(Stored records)
╔══
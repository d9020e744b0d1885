//! Client connection registry
//!
//! Tracks the set of currently-open WebSocket connections for the fan-out
//! broadcaster. A connection is present exactly while its transport is open:
//! the socket task adds itself on upgrade and removes itself synchronously
//! on close or error, so a broadcast snapshot never includes a connection
//! whose close has already been observed.
//!
//! The lock is only ever held to mutate or clone the map, never across an
//! await point.

use std::collections::HashMap;
use std::sync::atomic::{AtomicU64, Ordering};

use axum::extract::ws::Message;
use chrono::{DateTime, Utc};
use parking_lot::RwLock;
use tokio::sync::mpsc;

/// One open client connection
#[derive(Clone)]
pub struct ClientHandle {
    pub id: u64,
    pub opened_at: DateTime<Utc>,
    sender: mpsc::UnboundedSender<Message>,
}

impl ClientHandle {
    /// Whether the transport still reports an open, writable state
    pub fn is_open(&self) -> bool {
        !self.sender.is_closed()
    }

    /// Queue a message for the client. Returns false if the connection has
    /// gone away; the caller skips it, nothing more.
    pub fn send(&self, message: Message) -> bool {
        self.sender.send(message).is_ok()
    }
}

/// Registry of currently-open client connections
#[derive(Default)]
pub struct ClientRegistry {
    next_id: AtomicU64,
    clients: RwLock<HashMap<u64, ClientHandle>>,
}

impl ClientRegistry {
    pub fn new() -> Self {
        Self::default()
    }

    /// Register a newly-opened connection, returning its id
    pub fn add(&self, sender: mpsc::UnboundedSender<Message>) -> u64 {
        let id = self.next_id.fetch_add(1, Ordering::SeqCst);
        let handle = ClientHandle {
            id,
            opened_at: Utc::now(),
            sender,
        };
        self.clients.write().insert(id, handle);
        id
    }

    /// Remove a connection; called synchronously from the socket task when
    /// its transport reports close or error.
    pub fn remove(&self, id: u64) -> bool {
        self.clients.write().remove(&id).is_some()
    }

    /// Read-consistent view of the open connections for broadcast iteration
    pub fn snapshot(&self) -> Vec<ClientHandle> {
        self.clients.read().values().cloned().collect()
    }

    pub fn len(&self) -> usize {
        self.clients.read().len()
    }

    pub fn is_empty(&self) -> bool {
        self.clients.read().is_empty()
    }
}

#[cfg(test)]
mod tests {
    use super::*;

    #[tokio::test]
    async fn test_add_and_remove() {
        let registry = ClientRegistry::new();
        let (tx, _rx) = mpsc::unbounded_channel();

        let id = registry.add(tx);
        assert_eq!(registry.len(), 1);

        assert!(registry.remove(id));
        assert!(registry.is_empty());
        // Removing twice is a no-op
        assert!(!registry.remove(id));
    }

    #[tokio::test]
    async fn test_removed_client_is_absent_from_next_snapshot() {
        let registry = ClientRegistry::new();
        let (tx, _rx) = mpsc::unbounded_channel();
        let (tx2, _rx2) = mpsc::unbounded_channel();

        let first = registry.add(tx);
        let second = registry.add(tx2);

        registry.remove(first);
        let snapshot = registry.snapshot();
        assert_eq!(snapshot.len(), 1);
        assert_eq!(snapshot[0].id, second);
    }

    #[tokio::test]
    async fn test_closed_receiver_reports_not_open() {
        let registry = ClientRegistry::new();
        let (tx, rx) = mpsc::unbounded_channel();
        registry.add(tx);

        drop(rx);
        let snapshot = registry.snapshot();
        assert!(!snapshot[0].is_open());
        assert!(!snapshot[0].send(Message::Text("late".to_string())));
    }

    #[tokio::test]
    async fn test_ids_are_unique() {
        let registry = ClientRegistry::new();
        let (tx, _rx) = mpsc::unbounded_channel();
        let a = registry.add(tx.clone());
        let b = registry.add(tx);
        assert_ne!(a, b);
    }
}
//! Server-to-client message types
//!
//! Relayed events reach clients as the bus payload forwarded byte-for-byte;
//! the only message the server composes itself is the welcome sent on
//! connect. It is synthetic — it tells the client the channel is live, it is
//! not a replay of missed events.

use serde::{Deserialize, Serialize};

/// Welcome message sent once per connection, before anything else
#[derive(Clone, Debug, Serialize, Deserialize)]
pub struct WelcomeMessage {
    #[serde(rename = "type")]
    pub msg_type: String,
    pub msg: String,
}

impl Default for WelcomeMessage {
    fn default() -> Self {
        Self {
            msg_type: "welcome".to_string(),
            msg: "Connected to orders updates".to_string(),
        }
    }
}

#[cfg(test)]
mod tests {
    use super::*;

    #[test]
    fn test_welcome_serialization() {
        let json = serde_json::to_string(&WelcomeMessage::default()).unwrap();
        assert_eq!(
            json,
            r#"{"type":"welcome","msg":"Connected to orders updates"}"#
        );
    }
}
╚══
_PROBLEM_
If the word "itself" is on a line above, return that line.

_OUTPUT OF THE TASK_
//! the socket task adds itself on upgrade and removes itself synchronously
//! the only message the server composes itself is the welcome sent on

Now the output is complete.